## PROVIDED MATERIAL
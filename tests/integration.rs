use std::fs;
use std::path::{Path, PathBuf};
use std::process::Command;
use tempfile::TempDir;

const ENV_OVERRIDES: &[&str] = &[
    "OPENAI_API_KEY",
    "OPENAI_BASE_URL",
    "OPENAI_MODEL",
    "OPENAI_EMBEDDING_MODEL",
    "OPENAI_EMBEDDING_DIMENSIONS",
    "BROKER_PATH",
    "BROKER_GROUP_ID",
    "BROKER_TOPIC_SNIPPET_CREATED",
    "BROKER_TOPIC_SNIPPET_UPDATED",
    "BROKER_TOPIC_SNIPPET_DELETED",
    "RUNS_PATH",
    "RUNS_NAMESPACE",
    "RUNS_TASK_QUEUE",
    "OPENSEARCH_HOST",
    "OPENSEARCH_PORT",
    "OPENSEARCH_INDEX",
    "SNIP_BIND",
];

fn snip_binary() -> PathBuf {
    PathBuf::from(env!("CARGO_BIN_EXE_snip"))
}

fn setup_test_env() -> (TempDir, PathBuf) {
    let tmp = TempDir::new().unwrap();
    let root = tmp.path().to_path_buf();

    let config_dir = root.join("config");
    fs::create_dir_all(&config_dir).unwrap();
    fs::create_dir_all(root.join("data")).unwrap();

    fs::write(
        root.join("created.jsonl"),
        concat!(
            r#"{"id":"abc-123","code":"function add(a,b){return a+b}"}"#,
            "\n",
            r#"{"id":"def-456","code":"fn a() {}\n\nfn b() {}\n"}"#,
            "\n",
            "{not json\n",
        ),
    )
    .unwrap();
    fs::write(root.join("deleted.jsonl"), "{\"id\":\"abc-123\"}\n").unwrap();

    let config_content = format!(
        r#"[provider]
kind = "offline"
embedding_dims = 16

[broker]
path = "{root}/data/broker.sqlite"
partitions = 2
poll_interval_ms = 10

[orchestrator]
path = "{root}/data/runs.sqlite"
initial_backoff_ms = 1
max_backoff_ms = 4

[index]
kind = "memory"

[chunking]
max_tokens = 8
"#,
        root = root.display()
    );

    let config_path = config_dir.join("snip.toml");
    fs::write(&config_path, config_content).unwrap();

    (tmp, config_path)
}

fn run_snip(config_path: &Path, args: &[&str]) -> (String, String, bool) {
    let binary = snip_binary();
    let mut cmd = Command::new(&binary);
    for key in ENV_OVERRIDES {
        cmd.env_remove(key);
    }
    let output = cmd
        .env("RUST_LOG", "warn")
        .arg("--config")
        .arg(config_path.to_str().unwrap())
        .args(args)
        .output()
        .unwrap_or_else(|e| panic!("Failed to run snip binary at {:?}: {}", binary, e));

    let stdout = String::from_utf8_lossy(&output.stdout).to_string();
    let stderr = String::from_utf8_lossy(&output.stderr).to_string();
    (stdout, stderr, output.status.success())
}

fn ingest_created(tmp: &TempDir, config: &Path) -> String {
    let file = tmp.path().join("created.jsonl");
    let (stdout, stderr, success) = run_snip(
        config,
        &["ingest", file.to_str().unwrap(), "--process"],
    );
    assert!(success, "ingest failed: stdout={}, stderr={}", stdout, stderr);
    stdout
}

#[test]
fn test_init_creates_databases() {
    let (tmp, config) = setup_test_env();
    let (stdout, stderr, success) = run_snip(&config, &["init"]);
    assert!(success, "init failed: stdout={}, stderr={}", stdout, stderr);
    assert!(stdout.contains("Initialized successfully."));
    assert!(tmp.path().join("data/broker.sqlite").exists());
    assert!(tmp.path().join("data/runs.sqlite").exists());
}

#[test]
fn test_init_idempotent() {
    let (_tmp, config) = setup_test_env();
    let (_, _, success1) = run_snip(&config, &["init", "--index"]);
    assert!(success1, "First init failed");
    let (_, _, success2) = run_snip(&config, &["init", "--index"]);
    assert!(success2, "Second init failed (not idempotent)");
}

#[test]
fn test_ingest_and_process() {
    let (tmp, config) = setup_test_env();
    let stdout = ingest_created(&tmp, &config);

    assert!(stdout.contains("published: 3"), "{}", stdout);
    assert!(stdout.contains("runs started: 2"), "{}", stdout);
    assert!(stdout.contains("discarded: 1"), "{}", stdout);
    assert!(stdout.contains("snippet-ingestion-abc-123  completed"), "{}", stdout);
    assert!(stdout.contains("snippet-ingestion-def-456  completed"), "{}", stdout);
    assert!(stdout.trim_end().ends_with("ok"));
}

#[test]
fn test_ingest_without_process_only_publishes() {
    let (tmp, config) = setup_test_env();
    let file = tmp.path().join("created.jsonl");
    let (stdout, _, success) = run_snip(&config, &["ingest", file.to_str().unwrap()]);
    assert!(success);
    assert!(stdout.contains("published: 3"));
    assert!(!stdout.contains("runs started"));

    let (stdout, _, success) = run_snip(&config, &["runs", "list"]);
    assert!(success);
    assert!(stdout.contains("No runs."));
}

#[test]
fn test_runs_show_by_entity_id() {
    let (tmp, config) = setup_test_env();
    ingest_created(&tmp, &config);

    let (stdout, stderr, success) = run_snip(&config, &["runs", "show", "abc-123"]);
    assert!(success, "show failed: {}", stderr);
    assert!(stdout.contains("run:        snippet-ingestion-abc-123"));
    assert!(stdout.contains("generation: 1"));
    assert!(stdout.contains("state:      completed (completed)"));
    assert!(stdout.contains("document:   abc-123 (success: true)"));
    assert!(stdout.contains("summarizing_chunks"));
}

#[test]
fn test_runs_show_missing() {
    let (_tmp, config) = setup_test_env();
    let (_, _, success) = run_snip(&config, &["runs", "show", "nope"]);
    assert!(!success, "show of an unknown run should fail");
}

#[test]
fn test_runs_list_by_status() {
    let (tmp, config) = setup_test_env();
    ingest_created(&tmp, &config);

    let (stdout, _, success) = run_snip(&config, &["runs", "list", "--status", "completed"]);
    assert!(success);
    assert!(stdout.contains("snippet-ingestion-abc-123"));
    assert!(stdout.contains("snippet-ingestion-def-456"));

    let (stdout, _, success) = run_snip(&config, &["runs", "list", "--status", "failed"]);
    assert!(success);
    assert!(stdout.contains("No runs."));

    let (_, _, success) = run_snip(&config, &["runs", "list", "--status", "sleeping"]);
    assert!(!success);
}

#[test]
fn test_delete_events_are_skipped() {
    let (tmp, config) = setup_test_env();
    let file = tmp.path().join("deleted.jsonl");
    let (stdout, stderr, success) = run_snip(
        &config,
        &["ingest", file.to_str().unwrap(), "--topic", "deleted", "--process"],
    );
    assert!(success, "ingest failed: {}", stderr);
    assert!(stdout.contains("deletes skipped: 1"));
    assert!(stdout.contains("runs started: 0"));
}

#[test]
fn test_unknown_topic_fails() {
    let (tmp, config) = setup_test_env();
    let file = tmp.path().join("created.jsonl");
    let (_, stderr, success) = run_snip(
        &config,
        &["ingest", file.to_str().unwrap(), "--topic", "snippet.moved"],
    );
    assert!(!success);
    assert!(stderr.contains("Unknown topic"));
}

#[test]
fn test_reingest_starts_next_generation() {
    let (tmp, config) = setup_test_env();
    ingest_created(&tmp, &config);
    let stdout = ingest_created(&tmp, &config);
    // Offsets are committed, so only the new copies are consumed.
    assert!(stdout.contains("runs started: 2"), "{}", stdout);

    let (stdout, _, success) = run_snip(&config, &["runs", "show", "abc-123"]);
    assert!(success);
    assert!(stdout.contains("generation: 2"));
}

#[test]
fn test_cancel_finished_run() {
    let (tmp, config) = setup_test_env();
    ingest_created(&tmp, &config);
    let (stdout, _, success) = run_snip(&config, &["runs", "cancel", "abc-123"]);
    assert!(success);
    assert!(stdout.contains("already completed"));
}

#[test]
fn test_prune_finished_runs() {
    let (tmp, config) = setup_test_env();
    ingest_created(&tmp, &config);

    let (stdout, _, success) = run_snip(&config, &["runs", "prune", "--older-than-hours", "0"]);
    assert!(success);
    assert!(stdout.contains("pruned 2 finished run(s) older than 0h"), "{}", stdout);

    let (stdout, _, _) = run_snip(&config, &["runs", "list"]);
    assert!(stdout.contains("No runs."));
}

## YOUR INSTRUCTIONS
Say the number of lines above that include "stderr", and only that.

## RESPONSE
12